CSX adjusts to declining coal traffic
USA: CSX has announced measures to match its ‘structural resources’ with an ongoing decline in coal traffic volumes and predicted future shifts in demand. Coal revenues have declined by $1·4bn over the past four years, and Chief Financial Officer Frank Lonegro told the Barclays Industrial Select Conference in Miami on February 17 that CSX is expecting a 20% year-on-year fall in coal volumes this year.
‘As we look toward a future with significantly less coal, our strategy includes rationalising and realigning the network to match decreased demand in some markets and adjust to increases in others’, said Lonegro. This includes ‘investing in clearance and terminal projects to leverage intermodal growth, and optimising technology to serve the CSX of tomorrow as we continue to target a mid-60s operating ratio longer term’.
In the short term, the strength of the dollar and low global commodity prices are expected to have an impact on business. ‘Based on the trends so far this year, we expect volume to decline in the mid-high single digits this quarter and to gradually moderate as we move through the year’, Lonegro said.
CSX plans to make $200m in productivity savings this year. On February 12 it announced a ‘streamlining’ of operations at 16 workshops, which followed the announcement in January that it would reduce its administrative divisions from 10 divisions to nine with the closure of offices at Huntington in West Virginia's Central Appalachian coal fields.
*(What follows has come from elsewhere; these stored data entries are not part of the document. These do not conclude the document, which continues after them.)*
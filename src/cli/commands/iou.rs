use ledgerdesk_core::IouService;
use ledgerdesk_domain::{AdjustmentMethod, IouAdjustment, IouRecord, PartnerType};

use crate::cli::args::{require_id, ArgMap};
use crate::cli::commands::{split_action, unknown_action};
use crate::cli::core::{CommandError, CommandResult, ShellContext};
use crate::cli::io;
use crate::cli::output::block;
use crate::cli::registry::CommandEntry;
use crate::cli::ui::formatting::{date, money, optional};
use crate::cli::ui::table_renderer::{Table, TableColumn};

const USAGE: &str = "iou <list|new --employee ID --amount N [--due D] [--purpose P]|adjust <id> --amount N [--method cash|salary|bank|other]|overdue [--as-of D]>";

pub(crate) fn definitions() -> Vec<CommandEntry> {
    vec![CommandEntry::new(
        "iou",
        "Employee cash advances and their settlement",
        USAGE,
        cmd_iou,
    )
    .with_actions(&["list", "new", "adjust", "overdue"])]
}

fn cmd_iou(context: &mut ShellContext, args: &[&str]) -> CommandResult {
    let (action, rest) = split_action(args, USAGE)?;
    let args = ArgMap::parse(rest);
    match action.as_str() {
        "list" => list_ious(context, &args),
        "new" => new_iou(context, &args),
        "adjust" => adjust_iou(context, &args),
        "overdue" => overdue_ious(context, &args),
        other => Err(unknown_action("iou", other)),
    }
}

fn render(context: &ShellContext, ious: &[&IouRecord]) {
    let pattern = context.date_format();
    let mut table = Table::new(vec![
        TableColumn::right("ID"),
        TableColumn::left("Employee").max(28),
        TableColumn::left("Issued"),
        TableColumn::left("Due"),
        TableColumn::right("Amount"),
        TableColumn::right("Outstanding"),
        TableColumn::left("Status"),
        TableColumn::left("Purpose").max(30),
    ]);
    for iou in ious {
        table.push([
            optional(iou.id),
            iou.employee_name.clone(),
            date(iou.issue_date, pattern),
            iou.due_date
                .map(|due| date(due, pattern))
                .unwrap_or_default(),
            money(iou.amount),
            money(IouService::outstanding(iou)),
            iou.status.to_string(),
            iou.purpose.clone().unwrap_or_default(),
        ]);
    }
    block(&table.render());
}

fn list_ious(context: &mut ShellContext, args: &ArgMap<'_>) -> CommandResult {
    let company_id = context.company(args)?;
    let ious = context.api.ious(company_id)?;
    if ious.is_empty() {
        io::print_info("No IOUs recorded.");
        return Ok(());
    }
    let rows: Vec<&IouRecord> = ious.iter().collect();
    render(context, &rows);

    let summary = IouService::summarize(&ious);
    io::print_info(format!(
        "{} IOU(s), {} open. Issued {}, adjusted {}, outstanding {}.",
        summary.count,
        summary.open_count,
        money(summary.issued),
        money(summary.adjusted),
        money(summary.outstanding)
    ));
    Ok(())
}

fn new_iou(context: &mut ShellContext, args: &ArgMap<'_>) -> CommandResult {
    let company_id = context.company(args)?;
    let employee_id = args.required("employee", "an employee id")?;
    let amount = args
        .decimal("amount")?
        .ok_or_else(|| CommandError::InvalidArguments("missing required option `--amount`".into()))?;
    let issue_date = args.date("date")?.unwrap_or_else(|| context.today());

    let employee_name = match args.string("name") {
        Some(name) => name,
        None => context
            .api
            .partners(company_id)?
            .into_iter()
            .find(|partner| {
                partner.id == Some(employee_id) && partner.partner_type == PartnerType::Employee
            })
            .map(|partner| partner.name)
            .ok_or_else(|| {
                CommandError::Message(format!("Employee {} not found.", employee_id))
            })?,
    };

    let iou = IouRecord {
        employee_name,
        due_date: args.date("due")?,
        purpose: args.string("purpose"),
        ..IouRecord::new(employee_id, company_id, amount, issue_date)
    };
    let created = context.api.create_iou(&iou)?;
    io::print_success(format!(
        "IOU of {} issued to {}.",
        money(created.amount),
        created.employee_name
    ));
    Ok(())
}

fn adjust_iou(context: &mut ShellContext, args: &ArgMap<'_>) -> CommandResult {
    let id = require_id(args, 0, "iou adjust <id> --amount N")?;
    let company_id = context.company(args)?;
    let iou = context
        .api
        .ious(company_id)?
        .into_iter()
        .find(|iou| iou.id == Some(id))
        .ok_or_else(|| CommandError::Message(format!("IOU {} not found.", id)))?;

    let method = match args.get("method") {
        Some(raw) => AdjustmentMethod::parse(raw).ok_or_else(|| {
            CommandError::InvalidArguments(format!(
                "unknown method `{}` (cash, salary, bank, other)",
                raw
            ))
        })?,
        None => AdjustmentMethod::default(),
    };
    let amount = match args.decimal("amount")? {
        Some(amount) => amount,
        // Settle in full when no amount is given.
        None => IouService::outstanding(&iou),
    };
    let adjustment = IouAdjustment {
        id: None,
        iou_id: id,
        amount,
        date: args.date("date")?.unwrap_or_else(|| context.today()),
        method,
        notes: args.string("notes"),
    };

    context.api.adjust_iou(&iou, &adjustment)?;
    let remaining = IouService::outstanding(&iou) - adjustment.amount;
    if remaining.is_zero() {
        io::print_success(format!("IOU {} settled.", id));
    } else {
        io::print_success(format!(
            "Adjusted {} against IOU {}; {} still outstanding.",
            money(adjustment.amount),
            id,
            money(remaining)
        ));
    }
    Ok(())
}

fn overdue_ious(context: &mut ShellContext, args: &ArgMap<'_>) -> CommandResult {
    let company_id = context.company(args)?;
    let as_of = args.date("as-of")?.unwrap_or_else(|| context.today());
    let ious = context.api.ious(company_id)?;
    let overdue = IouService::overdue(&ious, as_of);
    if overdue.is_empty() {
        io::print_success(format!("Nothing overdue as of {}.", as_of));
        return Ok(());
    }
    render(context, &overdue);
    io::print_warning(format!("{} IOU(s) overdue as of {}.", overdue.len(), as_of));
    Ok(())
}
CSX’s merchandise and intermodal business has grown faster than the economy over the past five years, with ‘strong pricing and efficiency gains’. In January the railway announced plans to develop an intermodal logistics hub in Johnston County, North Carolina. CSX envisages it would provide $150m of the $272m cost of the Carolina Connector facility, with $100m to come from the state’s Strategic Transportation Investment programme and the balance from other programmes.